CHICAGO -- Conservative savers who need income with safety are increasingly biting the bullet: giving up the security of certificates of deposit or money market funds for more risky investments paying higher yields.
A look at CD rates clearly paints a gloomy picture. The average one-year CD yield paid by 100 large banks and thrifts has fallen from 7.14 percent in January to 4.85 percent this month, according to surveys by Bank Rate Monitor.
"You can't blame the consumer for wondering what has happened," said T. Scott McCartan, senior vice president of the personal investment department at First National Bank of Chicago.
"They've been used to CDs and money market funds paying high rates and having a high degree of safety," he said. "The safety is still there, but their income has dropped."
So, investors have been looking at longer maturities to get higher yields. But he believes the stage is being set for renewed inflation as the government and the Fed overshoot in worrying about recession.
Investors also are shifting into corporate bonds where quality is lower and the risk of default is higher. He said that mutual bond funds and stock funds have been growing at a fast rate and that money is flowing out of money markets and CDs.
The stock market could be the answer for investors facing the sticker shock of low rates in CDs or money market funds, as long as they are fairly comfortable financially and have no big obligations coming up, according to Samuel Kahan, chief economist for Fuji Securities Inc.
"That is, in the context of economic growth I expect, which won't be the average 3 percent a year recorded since World War II," he said. "Still, it will be better than the recession-gloom scenarios that are prevalent."
John Markese, executive vice president of the American Association of Individual Investors, said that where safety is the overriding concern, as with smaller, more conservative investors, the alternatives to insured CDs are limited.

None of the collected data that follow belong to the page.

use error_stack::{Context, Report};

// figment errors carry the offending key and source as separate
// fields, they are attached one by one to keep them readable.
pub trait FigmentErrorAttachable<T: Context> {
    fn attach_figment_error(self, err: figment::Error) -> Report<T>;
}

impl<T: Context> FigmentErrorAttachable<T> for Report<T> {
    fn attach_figment_error(self, e: figment::Error) -> Report<T> {
        let mut this = self;
        for error in e {
            this = this.attach_printable(error.kind.to_string());

            if let (Some(profile), Some(md)) = (&error.profile, &error.metadata) {
                if !error.path.is_empty() {
                    let key = md.interpolate(profile, &error.path);
                    this = this.attach_printable(format!("for key {key:?}"));
                }
            }

            if let Some(md) = &error.metadata {
                if let Some(source) = &md.source {
                    this = this.attach_printable(format!("in {source} {}", md.name));
                } else {
                    this = this.attach_printable(format!("in {}", md.name));
                }
            }
        }
        this
    }
}

#[allow(clippy::unwrap_used)]
#[cfg(test)]
mod tests {
    use super::*;
    use crate::config::ParseError;
    use figment::Jail;

    #[test]
    fn attaches_offending_key() {
        Jail::expect_with(|jail| {
            jail.set_env("ASKHR_PORT", "eighty");

            let error = crate::config::Server::figment()
                .extract::<crate::config::Server>()
                .unwrap_err();

            let report = Report::new(ParseError).attach_figment_error(error);
            let rendered = format!("{report:?}");
            assert!(rendered.contains("eighty"), "{rendered}");
            Ok(())
        });
    }
}
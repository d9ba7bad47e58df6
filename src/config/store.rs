use serde::Deserialize;
use std::num::{NonZeroU32, NonZeroU64, NonZeroUsize};
use url::Url;

use crate::types::Sensitive;

/// Where consent records are kept.
#[derive(Debug, Default, Clone, Copy, PartialEq, Eq, Deserialize)]
#[serde(rename_all = "snake_case")]
pub enum StoreBackend {
    /// Records live in process memory and are lost on restart.
    #[default]
    Memory,
    /// Records live in a Postgres table.
    Postgres,
}

#[derive(Debug, Deserialize)]
#[serde(default)]
pub struct Store {
    /// **Environment variables**:
    /// - `ASKHR_STORE_BACKEND`
    pub backend: StoreBackend,
    /// How long a single store call may take before the request
    /// fails with a store error.
    ///
    /// **Environment variables**:
    /// - `ASKHR_STORE_TIMEOUT_SECS`
    pub timeout_secs: NonZeroU64,
    /// Maximum amount of writes a batch upsert keeps in flight.
    ///
    /// **Environment variables**:
    /// - `ASKHR_STORE_BATCH_CONCURRENCY`
    pub batch_concurrency: NonZeroUsize,
    /// Required if `backend` is `postgres`.
    pub postgres: Option<Postgres>,
}

/// Configuration for connecting to a Postgres database
#[derive(Debug, Deserialize)]
pub struct Postgres {
    /// Connection URL connecting to the Postgres database.
    ///
    /// **Environment variables**:
    /// - `ASKHR_STORE_POSTGRES_URL` or `DATABASE_URL`
    pub url: Sensitive<Url>,
    /// Minimum idle database connections just to avoid wasting
    /// hardware resources from the database server.
    ///
    /// **Environment variables**:
    /// - `ASKHR_STORE_POSTGRES_MIN_IDLE`
    pub min_idle: Option<NonZeroU32>,
    /// Maximum amount of pool size that database can handle
    ///
    /// **Environment variables**:
    /// - `ASKHR_STORE_POSTGRES_POOL_SIZE`
    #[serde(default = "Postgres::default_pool_size")]
    pub pool_size: NonZeroU32,
    /// Prefer encrypting database connections with TLS.
    ///
    /// **Environment variables**:
    /// - `ASKHR_STORE_POSTGRES_ENFORCE_TLS`
    #[serde(default = "Postgres::default_enforce_tls")]
    pub enforce_tls: bool,
    /// Table holding the consent records.
    #[serde(default = "Postgres::default_table")]
    pub table: String,
}

impl Store {
    const DEFAULT_TIMEOUT_SECS: u64 = 5;
    const DEFAULT_BATCH_CONCURRENCY: usize = 8;

    const fn default_timeout_secs() -> NonZeroU64 {
        match NonZeroU64::new(Self::DEFAULT_TIMEOUT_SECS) {
            Some(n) => n,
            None => panic!("DEFAULT_TIMEOUT_SECS is accidentally set to 0"),
        }
    }

    const fn default_batch_concurrency() -> NonZeroUsize {
        match NonZeroUsize::new(Self::DEFAULT_BATCH_CONCURRENCY) {
            Some(n) => n,
            None => panic!("DEFAULT_BATCH_CONCURRENCY is accidentally set to 0"),
        }
    }
}

impl Default for Store {
    fn default() -> Self {
        Self {
            backend: StoreBackend::default(),
            timeout_secs: Self::default_timeout_secs(),
            batch_concurrency: Self::default_batch_concurrency(),
            postgres: None,
        }
    }
}

impl Postgres {
    const DEFAULT_POOL_SIZE: u32 = 5;
    const DEFAULT_TABLE: &'static str = "askhr_consents";

    // Required by serde
    const fn default_pool_size() -> NonZeroU32 {
        match NonZeroU32::new(Self::DEFAULT_POOL_SIZE) {
            Some(n) => n,
            None => panic!("DEFAULT_POOL_SIZE is accidentally set to 0"),
        }
    }

    const fn default_enforce_tls() -> bool {
        true
    }

    fn default_table() -> String {
        Self::DEFAULT_TABLE.to_string()
    }

    pub(crate) fn has_postgres_scheme(&self) -> bool {
        matches!(self.url.as_ref().scheme(), "postgres" | "postgresql")
    }

    pub(crate) fn has_valid_table(&self) -> bool {
        let mut chars = self.table.chars();
        chars
            .next()
            .is_some_and(|c| c.is_ascii_alphabetic() || c == '_')
            && chars.all(|c| c.is_ascii_alphanumeric() || c == '_')
    }
}
use actix_web::web;

use crate::App;

pub mod controllers;
pub mod error;
pub mod util;

pub use error::{Error, StoreResultExt};

/// Registers the application state, the JSON body settings and every
/// consent route of the service.
pub fn configure(app: App) -> impl FnOnce(&mut web::ServiceConfig) {
    move |cfg| {
        let resource = app.config.resource.clone();
        let json = web::JsonConfig::default()
            .limit(app.config.body_limit)
            .error_handler(util::json_error_handler);

        cfg.app_data(web::Data::new(app)).app_data(json);
        controllers::configure(cfg, &resource);
    }
}
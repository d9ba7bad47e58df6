use error_stack::Report;
use std::time::Duration;
use thiserror::Error;

/// Consent store related errors
#[derive(Debug, Error)]
pub enum Error {
    /// An error caused by an invalid Postgres connection url.
    #[error("invalid connection url")]
    InvalidUrl,
    /// An error caused by an [`sqlx`] error.
    #[error("received a database error: {0}")]
    Internal(sqlx::Error),
    /// The store did not reply within the configured time limit.
    #[error("store did not respond within {}s", .0.as_secs_f64())]
    Timeout(Duration),
    /// The connection pool has no reliable connection to the
    /// database server.
    #[error("unhealthy store connection pool")]
    UnhealthyPool,
    /// The record behind a key kept changing while it was written.
    #[error("record changed concurrently while writing")]
    Contended,
}

/// Converts from a generic [sqlx] result into a [store compatible error](Error).
pub trait ErrorExt<T> {
    fn into_store_error(self) -> Result<T>;
}

impl<T> ErrorExt<T> for std::result::Result<T, sqlx::Error> {
    fn into_store_error(self) -> Result<T> {
        self.map_err(|e| match &e {
            sqlx::Error::PoolTimedOut | sqlx::Error::PoolClosed => {
                Report::new(e).change_context(Error::UnhealthyPool)
            }
            _ => Report::new(Error::Internal(e)),
        })
    }
}

/// Lazily typed [`std::result::Result`] but the error generic
/// is filled up with [a store error](Error).
pub type Result<T> = error_stack::Result<T, Error>;

#[allow(clippy::unwrap_used)]
#[cfg(test)]
mod tests {
    use super::*;

    #[test]
    fn pool_failures_are_unhealthy() {
        let result: std::result::Result<(), sqlx::Error> = Err(sqlx::Error::PoolTimedOut);
        let report = result.into_store_error().unwrap_err();
        assert!(matches!(report.current_context(), Error::UnhealthyPool));
    }

    #[test]
    fn timeout_message_names_limit() {
        let error = Error::Timeout(Duration::from_millis(1500));
        assert_eq!(error.to_string(), "store did not respond within 1.5s");
    }
}
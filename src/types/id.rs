use serde::{Deserialize, Serialize};
use std::fmt::{Debug, Display};
use uuid::Uuid;

/// Opaque identity of a consent record.
///
/// It is minted exactly once, when a phone number is stored for the
/// first time, and it is never accepted from the caller.
#[derive(Clone, Copy, PartialEq, Eq, Hash, Deserialize, Serialize, sqlx::Type)]
#[serde(transparent)]
#[sqlx(transparent)]
pub struct RecordId(Uuid);

impl RecordId {
    /// Mints a new random (v4) identity.
    #[must_use]
    pub fn generate() -> Self {
        Self(Uuid::new_v4())
    }

    #[must_use]
    pub const fn from_uuid(uuid: Uuid) -> Self {
        Self(uuid)
    }
}

impl Debug for RecordId {
    fn fmt(&self, f: &mut std::fmt::Formatter<'_>) -> std::fmt::Result {
        write!(f, "RecordId({})", self.0)
    }
}

impl Display for RecordId {
    fn fmt(&self, f: &mut std::fmt::Formatter<'_>) -> std::fmt::Result {
        Display::fmt(&self.0, f)
    }
}
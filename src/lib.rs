pub mod app;
pub mod config;
pub mod http;
pub mod services;
pub mod store;
pub mod telemetry;
pub mod types;
pub mod util;

pub use app::App;

#[cfg(test)]
pub(crate) mod test_utils;
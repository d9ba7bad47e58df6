use error_stack::{Report, Result};
use serde::Deserialize;
use std::net::{IpAddr, Ipv4Addr};
use std::num::NonZeroUsize;

use super::{Logging, ParseError, Store, StoreBackend};
use crate::util::figment::FigmentErrorAttachable;

#[derive(Debug, Deserialize)]
#[serde(default)]
pub struct Server {
    /// **Environment variables**:
    /// - `ASKHR_IP`
    pub ip: IpAddr,
    /// **Environment variables**:
    /// - `ASKHR_PORT`
    pub port: u16,
    /// Amount of HTTP workers (and runtime threads) to spawn.
    ///
    /// **Environment variables**:
    /// - `ASKHR_WORKERS`
    pub workers: NonZeroUsize,
    /// First path segment of every route, `/{resource}/get_consent/..`.
    ///
    /// **Environment variables**:
    /// - `ASKHR_RESOURCE`
    pub resource: String,
    /// Largest accepted JSON request body in bytes.
    ///
    /// **Environment variables**:
    /// - `ASKHR_BODY_LIMIT`
    pub body_limit: usize,
    pub store: Store,
    pub logging: Logging,
}

impl Server {
    const DEFAULT_CONFIG_FILE: &'static str = "askhr.toml";
    const DEFAULT_PORT: u16 = 3000;
    const DEFAULT_RESOURCE: &'static str = "askhr";
    const DEFAULT_BODY_LIMIT: usize = 256 * 1024;

    pub fn load() -> Result<Self, ParseError> {
        dotenvy::dotenv().ok();

        let config = Self::figment()
            .extract::<Self>()
            .map_err(|e| Report::new(ParseError).attach_figment_error(e))?;

        config.validate()?;
        Ok(config)
    }

    /// Creates a default [`Figment`] object to load server
    /// configuration. This function is there for [`Server::load`]
    /// and testing.
    ///
    /// [`Figment`]: figment::Figment
    pub(crate) fn figment() -> figment::Figment {
        use figment::{
            providers::{Env, Format, Toml},
            Figment,
        };

        Figment::new()
            .merge(Toml::file(Self::DEFAULT_CONFIG_FILE))
            // Fields with underscores in their names cannot be
            // split by the env provider, so they are mapped by hand.
            .merge(Env::prefixed("ASKHR_").map(|v| match v.as_str() {
                "BODY_LIMIT" => "body_limit".into(),

                "STORE_TIMEOUT_SECS" => "store.timeout_secs".into(),
                "STORE_BATCH_CONCURRENCY" => "store.batch_concurrency".into(),

                "STORE_POSTGRES_MIN_IDLE" => "store.postgres.min_idle".into(),
                "STORE_POSTGRES_POOL_SIZE" => "store.postgres.pool_size".into(),
                "STORE_POSTGRES_ENFORCE_TLS" => "store.postgres.enforce_tls".into(),

                _ => v.as_str().replace('_', ".").into(),
            }))
            // Environment variable aliases
            .merge(
                Env::raw()
                    .only(&["DATABASE_URL"])
                    .map(|_| "store.postgres.url".into()),
            )
    }

    fn validate(&self) -> Result<(), ParseError> {
        if self.resource.is_empty() || self.resource.contains('/') {
            return Err(Report::new(ParseError)
                .attach_printable("`resource` must be a single non-empty path segment"));
        }

        match (self.store.backend, self.store.postgres.as_ref()) {
            (StoreBackend::Postgres, None) => {
                return Err(Report::new(ParseError).attach_printable(
                    "`store.postgres` must be configured to use the postgres backend",
                ));
            }
            (_, Some(pg)) if !pg.has_postgres_scheme() => {
                return Err(Report::new(ParseError)
                    .attach_printable("Invalid Postgres connection URL"));
            }
            (_, Some(pg)) if !pg.has_valid_table() => {
                return Err(Report::new(ParseError)
                    .attach_printable(format!("Invalid table name {:?}", pg.table)));
            }
            _ => {}
        }

        Ok(())
    }
}

impl Default for Server {
    fn default() -> Self {
        Self {
            ip: IpAddr::V4(Ipv4Addr::LOCALHOST),
            port: Self::DEFAULT_PORT,
            workers: std::thread::available_parallelism().unwrap_or(NonZeroUsize::MIN),
            resource: Self::DEFAULT_RESOURCE.to_string(),
            body_limit: Self::DEFAULT_BODY_LIMIT,
            store: Store::default(),
            logging: Logging::default(),
        }
    }
}
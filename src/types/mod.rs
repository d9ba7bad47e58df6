pub mod consent;
pub mod error;
pub mod id;
pub mod sensitive;

pub use consent::{
    BatchEntryError, BatchReport, ConsentRecord, ConsentView, Employee, Field, RecordView,
};
pub use error::Error;
pub use id::RecordId;
pub use sensitive::Sensitive;
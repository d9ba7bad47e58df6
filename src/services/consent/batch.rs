use futures::{stream, StreamExt};
use serde_json::Value;
use std::collections::hash_map::{Entry, HashMap};
use thiserror::Error;
use tracing::{debug, warn};

use super::validation;
use crate::http::Error;
use crate::types::{BatchEntryError, BatchReport, ConsentRecord, Error as ErrorType};
use crate::App;

/// Stores many consent records at once.
///
/// Every record is validated and written on its own, a bad record is
/// reported in the batch report instead of failing the whole request.
/// Records are always written as new ones: a phone number that is
/// already stored gets replaced along with its identity.
#[derive(Debug)]
pub struct UpsertMany<'a> {
    pub body: &'a Value,
}

#[derive(Debug, Error)]
#[error("Batch request body was rejected")]
struct BatchRejected;

impl UpsertMany<'_> {
    #[tracing::instrument(skip_all, name = "services.consent.upsert_many")]
    pub async fn perform(self, app: &App) -> Result<BatchReport, Error> {
        let Some(entries) = self.body.as_array() else {
            return Err(Error::from_context(ErrorType::NotAnArray, BatchRejected));
        };

        if entries.is_empty() {
            return Err(Error::from_context(ErrorType::EmptyBatch, BatchRejected));
        }

        let mut error_details = Vec::new();
        let mut records = Vec::with_capacity(entries.len());
        for (index, entry) in entries.iter().enumerate() {
            match validation::validate(entry) {
                Ok(employee) => records.push((index, ConsentRecord::new(employee))),
                Err(error) => error_details.push(BatchEntryError::invalid(index, error)),
            }
        }

        // Every write is awaited before the report is built so the
        // count only includes records that actually landed. Records
        // sharing a phone number are written in order, the last one wins.
        let concurrency = app.config.store.batch_concurrency.get();
        let outcomes = stream::iter(group_by_phone_no(records))
            .map(|group| async move {
                let mut outcomes = Vec::with_capacity(group.len());
                for (index, record) in group {
                    outcomes.push((index, app.store.put(&record).await));
                }
                outcomes
            })
            .buffered(concurrency)
            .collect::<Vec<_>>()
            .await;

        let mut count_added = 0;
        for (index, outcome) in outcomes.into_iter().flatten() {
            match outcome {
                Ok(()) => count_added += 1,
                Err(report) => {
                    warn!(error = ?report, index, "Could not store batch record");
                    let cause = report.current_context().to_string();
                    error_details.push(BatchEntryError::write_failed(index, cause));
                }
            }
        }
        error_details.sort_by_key(|entry| entry.index);

        debug!(
            count_added,
            failed = error_details.len(),
            "Finished batch upsert"
        );

        Ok(BatchReport {
            error_details,
            count_added,
        })
    }
}

fn group_by_phone_no(records: Vec<(usize, ConsentRecord)>) -> Vec<Vec<(usize, ConsentRecord)>> {
    let mut groups: Vec<Vec<(usize, ConsentRecord)>> = Vec::new();
    let mut slots: HashMap<_, usize> = HashMap::new();
    for (index, record) in records {
        match slots.entry(record.employee.phone_no.clone()) {
            Entry::Occupied(slot) => {
                if let Some(group) = groups.get_mut(*slot.get()) {
                    group.push((index, record));
                }
            }
            Entry::Vacant(slot) => {
                slot.insert(groups.len());
                groups.push(vec![(index, record)]);
            }
        }
    }
    groups
}
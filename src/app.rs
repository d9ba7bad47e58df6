use error_stack::{Result, ResultExt};
use std::sync::Arc;
use thiserror::Error;

use crate::{config, store::Store};

/// Shared state of the service, cloned into every HTTP worker.
#[derive(Debug, Clone)]
pub struct App {
    pub config: Arc<config::Server>,
    pub store: Store,
}

#[derive(Debug, Error)]
#[error("Failed to initialize App struct")]
pub struct AppError;

impl App {
    #[tracing::instrument(skip_all)]
    pub async fn new(cfg: config::Server) -> Result<Self, AppError> {
        let store = Store::connect(&cfg.store).await.change_context(AppError)?;
        Ok(Self::with_store(cfg, store))
    }

    /// Creates an [`App`] around an already built store.
    #[must_use]
    pub fn with_store(cfg: config::Server, store: Store) -> Self {
        Self {
            config: Arc::new(cfg),
            store,
        }
    }
}
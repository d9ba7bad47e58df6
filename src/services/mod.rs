pub mod consent;
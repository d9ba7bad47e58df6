use async_trait::async_trait;
use std::collections::hash_map::Entry;
use std::collections::HashMap;
use tokio::sync::RwLock;

use super::{Backend, Result};
use crate::types::{ConsentRecord, Employee};

/// In-process consent store.
///
/// Records live as long as the process does. Useful for local runs and
/// tests where a Postgres server is not around.
#[derive(Debug, Default)]
pub struct MemoryStore {
    records: RwLock<HashMap<String, ConsentRecord>>,
}

#[async_trait]
impl Backend for MemoryStore {
    async fn get(&self, phone_no: &str) -> Result<Option<ConsentRecord>> {
        Ok(self.records.read().await.get(phone_no).cloned())
    }

    async fn insert(&self, record: &ConsentRecord) -> Result<bool> {
        let mut records = self.records.write().await;
        match records.entry(record.phone_no().to_owned()) {
            Entry::Occupied(..) => Ok(false),
            Entry::Vacant(entry) => {
                entry.insert(record.clone());
                Ok(true)
            }
        }
    }

    async fn put(&self, record: &ConsentRecord) -> Result<()> {
        let mut records = self.records.write().await;
        records.insert(record.phone_no().to_owned(), record.clone());
        Ok(())
    }

    async fn update(&self, employee: &Employee) -> Result<bool> {
        let mut records = self.records.write().await;
        if let Some(existing) = records.get_mut(&employee.phone_no) {
            existing.employee = employee.clone();
            Ok(true)
        } else {
            Ok(false)
        }
    }
}
use actix_web::{body::BoxBody, error::JsonPayloadError, http::StatusCode, HttpResponse};

use super::Error;
use crate::types::Error as ErrorType;

impl actix_web::ResponseError for Error {
    fn status_code(&self) -> StatusCode {
        match self.error_type {
            ErrorType::InvalidField(..)
            | ErrorType::InvalidBody { .. }
            | ErrorType::NotAnArray
            | ErrorType::EmptyBatch => StatusCode::BAD_REQUEST,
            ErrorType::ConsentNotFound | ErrorType::RouteNotFound => StatusCode::NOT_FOUND,
            ErrorType::RetrieveFailed { .. }
            | ErrorType::CreateFailed { .. }
            | ErrorType::UpdateFailed { .. } => StatusCode::INTERNAL_SERVER_ERROR,
        }
    }

    fn error_response(&self) -> HttpResponse<BoxBody> {
        HttpResponse::build(self.status_code()).json(&self.error_type)
    }
}

impl From<JsonPayloadError> for Error {
    fn from(value: JsonPayloadError) -> Self {
        #[derive(Debug, thiserror::Error)]
        #[error("Could not read JSON request body")]
        struct InvalidBody;

        let cause = value.to_string();
        Error::from_context(ErrorType::InvalidBody { cause }, InvalidBody)
    }
}
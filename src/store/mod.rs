use async_trait::async_trait;
use error_stack::{Report, ResultExt};
use std::future::Future;
use std::sync::Arc;
use std::time::Duration;

use crate::config;
use crate::types::{ConsentRecord, Employee};

mod error;
mod memory;
mod postgres;

pub use error::*;
pub use memory::MemoryStore;
pub use postgres::PostgresStore;

/// A key-value store of consent records keyed by phone number.
///
/// Implementations must make every single-key operation atomic. No
/// guarantee is expected across different keys.
#[async_trait]
pub trait Backend: std::fmt::Debug + Send + Sync {
    /// Reads the record stored under `phone_no`.
    async fn get(&self, phone_no: &str) -> Result<Option<ConsentRecord>>;

    /// Writes the record only if its phone number is not taken yet.
    ///
    /// Returns `false` without touching the store otherwise.
    async fn insert(&self, record: &ConsentRecord) -> Result<bool>;

    /// Writes the whole record, replacing whatever was stored under
    /// its phone number (including the identity).
    async fn put(&self, record: &ConsentRecord) -> Result<()>;

    /// Overwrites the mutable fields of an existing record and keeps
    /// its identity. Returns `false` if nothing is stored under the
    /// employee's phone number.
    async fn update(&self, employee: &Employee) -> Result<bool>;
}

/// Handle to the consent store shared by every request.
///
/// Every call is bounded by the configured timeout, a stalled backend
/// fails the call with [`Error::Timeout`].
#[derive(Debug, Clone)]
pub struct Store {
    backend: Arc<dyn Backend>,
    timeout: Duration,
}

impl Store {
    #[must_use]
    pub fn new(backend: impl Backend + 'static, timeout: Duration) -> Self {
        Self {
            backend: Arc::new(backend),
            timeout,
        }
    }

    /// Builds the store backend chosen from the configuration.
    #[tracing::instrument(skip_all, name = "store.connect", fields(backend = ?cfg.backend))]
    pub async fn connect(cfg: &config::Store) -> Result<Self> {
        let timeout = Duration::from_secs(cfg.timeout_secs.get());
        match cfg.backend {
            config::StoreBackend::Memory => Ok(Self::new(MemoryStore::default(), timeout)),
            config::StoreBackend::Postgres => {
                let Some(pg) = cfg.postgres.as_ref() else {
                    return Err(Report::new(Error::InvalidUrl))
                        .attach_printable("`store.postgres` is not configured");
                };
                let backend = PostgresStore::connect(pg, timeout).await?;
                Ok(Self::new(backend, timeout))
            }
        }
    }
}

impl Store {
    #[tracing::instrument(skip_all, name = "store.get", fields(phone_no = "<hidden>"))]
    pub async fn get(&self, phone_no: &str) -> Result<Option<ConsentRecord>> {
        self.bounded(self.backend.get(phone_no)).await
    }

    #[tracing::instrument(skip_all, name = "store.insert", fields(id = %record.id))]
    pub async fn insert(&self, record: &ConsentRecord) -> Result<bool> {
        self.bounded(self.backend.insert(record)).await
    }

    #[tracing::instrument(skip_all, name = "store.put", fields(id = %record.id))]
    pub async fn put(&self, record: &ConsentRecord) -> Result<()> {
        self.bounded(self.backend.put(record)).await
    }

    #[tracing::instrument(skip_all, name = "store.update", fields(phone_no = "<hidden>"))]
    pub async fn update(&self, employee: &Employee) -> Result<bool> {
        self.bounded(self.backend.update(employee)).await
    }

    async fn bounded<T>(&self, call: impl Future<Output = Result<T>>) -> Result<T> {
        match tokio::time::timeout(self.timeout, call).await {
            Ok(result) => result,
            Err(elapsed) => {
                tracing::warn!(timeout = ?self.timeout, "Store call timed out");
                Err(Report::new(elapsed).change_context(Error::Timeout(self.timeout)))
            }
        }
    }
}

Short-term Treasuries are paying even lower rates, as are mutual funds that invest in those securities, he noted.
Longer-term Treasuries -- of five- to 10-year maturities -- offer better rates, but at the risk of lower prices if and when inflation returns and the securities have to be sold.
In Monday's Treasury auction, the yield on three-month T-bills fell to 3.75 percent, its lowest level in 19 years. As recently as Oct. 22, the yield was above 5 percent.
While funds invested in foreign government securities pay higher rates, there is more risk for the investor than may be acceptable.
But that is one place where money is flowing. For example, one of the largest mutual fund companies, Fidelity Investments, reports shifts to the short end of the bond market to receive yields of 7 percent to 8 percent.
"Our Spartan Limited Maturity Government Fund has grown in a short period from $100 million to $2 billion," said Tracey Gordon ,, of Fidelity. It invests in U.S. government or agency securities (such as Ginnie Maes) and foreign government-backed securities that have maturities of three to five years. Other big-fund companies such as Vanguard have funds that invest in Ginnie Mae securities.
The company also started another fund six weeks ago, the Fidelity Short Term World Income Fund, which invests in higher yielding foreign government securities that have maturities of less than three years. The countries include Germany -- where interest rates were raised last week -- Australia, New Zealand and Finland.
More adventurous investors "who have their roller skates on" could find foreign securities funds attractive at current high rates, Mr. Kahan said. "The good news is that the rates are likely to fall, increasing the price, plus the fund increases in value as the dollar weakens. The bad news is that the dollar eventually will strengthen and investors will have to move fast to get out."
Mr. Kahan believes shorter-term rates should stay level or rise a little as the economy rebounds. Looking at longer-term rates, particularly the 30-year Treasury bond, now at 7.5 percent, he thinks it may drop to 7 percent in 1992, but bounce back to 7.5 percent by the end of the year.
"There won't be a return to double-digit rates unless there is a pro-inflation policy, and that's not in the cards," he said.
Mr. Markese said municipal bond funds make sense for high-income individuals, but the risk of a default or rating downgrade is too high for most conservative investors. Utility stocks pay a relatively high rate and are easy to sell, but there is no guarantee the dividend won't be cut.
Mr. Markese said one comfort zone alternative for CD investors is to establish a ladder: one-, two- and three-year maturities. As the CD matures, it can be rolled over into a new three-year maturity at a higher rate for the investor.